En Union soviétique, la Deuxième Guerre mondiale représente une fierté nationale proportionnelle au bilan effroyable qui lui fut payé [6]. Mais la filmographie qui l’accompagne ne se caractérise pas forcément par le triomphalisme. Quand passent les cigognes (Mikhaïl Kalatozov, 1957), La ballade du soldat (Grigori Tchoukhraï, 1959) ou L’enfance d’Yvan (Andreï Tarkovski, 1962) se focalisent sur les enfants, les femmes ou les mères, finalement l’arrière des lignes, pour souligner le coût sentimental du conflit et l’ampleur du « sacrifice » consenti et qui se mesure sur l’ensemble de la population, au-delà des soldats. La filmographie soviétique entreprend d’exalter le sentiment national et populaire lié au souvenir de cette guerre dans une période où les conflits, comme la Guerre froide ou plus tard l’Afghanistan, étaient absents des écrans. Dans un contexte de censure politique, la Seconde Guerre mondiale devient le seul conflit légitime et permet de rejouer la partition de l’union sacrée entre les dirigeants et le peuple. Plus récemment, le cinéma russe adopte un retour au front et offre des films de guerre plus traditionnels dont Stalingrad (Fiodor Bondartchouk), record national au box-office, sorti en 2013. Si le film souligne l’héroïsme guerrier des soldats, il adopte tout de même une posture réconciliatrice puisqu’il est narré par le fils des héros qui ont sauvé sa mère pendant le siège. Devenu secouriste, il raconte son histoire pour donner du courage à une jeune Allemande coincée dans les décombres du tremblement de terre japonais de 2011.

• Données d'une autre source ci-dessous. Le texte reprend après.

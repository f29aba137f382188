//! Character-level scanners built on winnow.
//!
//! Every scanner works on the remaining input slice and consumes exactly the
//! text it recognises. [`token`] picks the first matching lexeme in priority
//! order; trivia scanners are driven by the tokenizer's skip loop.

use winnow::{
    Parser as _,
    combinator::{alt, opt, preceded, terminated},
    error::{ContextError, ErrMode},
    stream::Stream as _,
    token::{any, literal, one_of, rest, take_till, take_until, take_while},
};

use strife_core::token::TokenKind;

type Input<'src> = &'src str;
type ScanResult<O> = Result<O, ErrMode<ContextError>>;

/// Runs `parser`, restoring the input when it does not match.
pub(super) fn attempt<'src, O>(
    input: &mut Input<'src>,
    mut parser: impl FnMut(&mut Input<'src>) -> ScanResult<O>,
) -> Option<O> {
    let start = input.checkpoint();
    match parser(input) {
        Ok(output) => Some(output),
        Err(_) => {
            input.reset(&start);
            None
        }
    }
}

/// `\r\n`, `\n` or a lone `\r`.
pub(super) fn newline<'src>(input: &mut Input<'src>) -> ScanResult<&'src str> {
    alt((literal("\r\n"), literal("\n"), literal("\r"))).parse_next(input)
}

/// A single non-newline whitespace character.
pub(super) fn whitespace<'src>(input: &mut Input<'src>) -> ScanResult<&'src str> {
    one_of(|c: char| c.is_whitespace() && c != '\n' && c != '\r')
        .take()
        .parse_next(input)
}

/// `// text`, returning the text after the marker up to the line break.
pub(super) fn line_comment<'src>(input: &mut Input<'src>) -> ScanResult<&'src str> {
    preceded(literal("//"), take_till(0.., ['\r', '\n'])).parse_next(input)
}

/// `/* text */`, returning the text between the markers.
///
/// An unterminated comment runs to the end of input.
pub(super) fn block_comment<'src>(input: &mut Input<'src>) -> ScanResult<&'src str> {
    preceded(
        literal("/*"),
        alt((terminated(take_until(0.., "*/"), literal("*/")), rest)),
    )
    .parse_next(input)
}

fn punctuation<'src>(input: &mut Input<'src>) -> ScanResult<(TokenKind, &'src str)> {
    one_of([
        '#', ',', ':', ';', '=', '(', ')', '{', '}', '[', ']', '.', '$',
    ])
    .with_taken()
    .map(|(c, text)| {
        let kind = match c {
            '#' => TokenKind::Hash,
            ',' => TokenKind::Comma,
            ':' => TokenKind::Colon,
            ';' => TokenKind::Semicolon,
            '=' => TokenKind::Equals,
            '(' => TokenKind::LParen,
            ')' => TokenKind::RParen,
            '{' => TokenKind::LBrace,
            '}' => TokenKind::RBrace,
            '[' => TokenKind::LBracket,
            ']' => TokenKind::RBracket,
            '.' => TokenKind::Dot,
            _ => TokenKind::Dollar,
        };
        (kind, text)
    })
    .parse_next(input)
}

/// A double-quoted string without escapes; the quotes are not returned.
fn string<'src>(input: &mut Input<'src>) -> ScanResult<&'src str> {
    preceded('"', terminated(take_till(0.., '"'), opt('"'))).parse_next(input)
}

/// Digits with embedded `_` and `.`, optionally signed.
///
/// Letters end the number, so `0x1F` scans as `0` then the symbol `x1F`.
fn number<'src>(input: &mut Input<'src>) -> ScanResult<&'src str> {
    (
        opt('-'),
        one_of(|c: char| c.is_ascii_digit()),
        take_while(0.., |c: char| c.is_ascii_digit() || c == '_' || c == '.'),
    )
        .take()
        .parse_next(input)
}

fn symbol<'src>(input: &mut Input<'src>) -> ScanResult<&'src str> {
    take_while(1.., |c: char| c.is_ascii_alphanumeric() || c == '_').parse_next(input)
}

/// Newlines, whitespace and comment markers left unmasked.
fn trivia_lexeme<'src>(input: &mut Input<'src>) -> ScanResult<(TokenKind, &'src str)> {
    alt((
        newline.map(|text| (TokenKind::Newline, text)),
        whitespace.map(|text| (TokenKind::Whitespace, text)),
        literal("//").map(|text| (TokenKind::LineCommentStart, text)),
        literal("/*").map(|text| (TokenKind::BlockCommentStart, text)),
        literal("*/").map(|text| (TokenKind::BlockCommentEnd, text)),
    ))
    .parse_next(input)
}

fn lexeme<'src>(input: &mut Input<'src>) -> ScanResult<(TokenKind, &'src str)> {
    alt((
        punctuation,
        trivia_lexeme,
        string.map(|text| (TokenKind::String, text)),
        number.map(|text| (TokenKind::Number, text)),
        literal("-").map(|text| (TokenKind::Dash, text)),
        symbol.map(|text| (TokenKind::Symbol, text)),
        any.take().map(|text| (TokenKind::Symbol, text)),
    ))
    .parse_next(input)
}

/// Scans the next lexeme, with keywords resolved from plain symbols.
///
/// Trivia must already have been skipped. End of input, or a NUL
/// character, yields [`TokenKind::Eof`] without consuming anything.
pub(super) fn token<'src>(input: &mut Input<'src>) -> (TokenKind, &'src str) {
    if input.is_empty() || input.starts_with('\0') {
        return (TokenKind::Eof, "");
    }
    match attempt(input, lexeme) {
        Some((TokenKind::Symbol, text)) => {
            (TokenKind::keyword(text).unwrap_or(TokenKind::Symbol), text)
        }
        Some(found) => found,
        None => (TokenKind::Eof, ""),
    }
}

/// Counts line breaks, treating `\r\n` as one.
pub(super) fn count_line_breaks(text: &str) -> usize {
    let bytes = text.as_bytes();
    bytes
        .iter()
        .enumerate()
        .filter(|&(i, &b)| b == b'\n' || (b == b'\r' && bytes.get(i + 1) != Some(&b'\n')))
        .count()
}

Les boys et la mère de toutes les guerres

Mais c’est certainement le cinéma hollywoodien qui a le plus contribué à produire d’images sur « WWII ». Dès l’engagement américain en 1941, consécutif à l’attaque japonaise sur Pearl Harbour, l’industrie cinématographique s’est rangée aux côtés du pouvoir pour produire les films souhaitables à l’embrigadement de la population. Près de 1000 films ouvertement patriotiques ont ainsi déferlé dans les salles du pays pendant le conflit, pouvant compter sur l’engagement des stars. Depuis la fin de la guerre, les films sur le thème sortent régulièrement et font la part belle à l’univers militaire. Or, la relation entre Hollywood et les entreprises militaires décidées à Washington n’ont pas toujours été au beau fixe. Suite à la guerre du Vietnam, une série de films adoptent une perspective critique qui contribue à la réputation de fiasco de l’entreprise (Voyage au bout de l’enfer de Michael Cimino et Apocalypse Now de Francis Ford Coppola en 1979, Platoon d’Oliver Stone, 1987, Outrages de Brian de Palma, 1989, etc.). Dans les années 80, l’armée cherche à redorer son blason et mise sur des films comme Top Gun (Tony Scott, 1986) qui aurait contribué à un regain d’enrôlement dans la Navy (de qui dépendent les porte-avions vus dans le film). Mais face aux ambigüités des engagements américains à travers le globe, la Seconde Guerre mondiale offre l’avantage d’apparaître comme la guerre qu’il fallait mener.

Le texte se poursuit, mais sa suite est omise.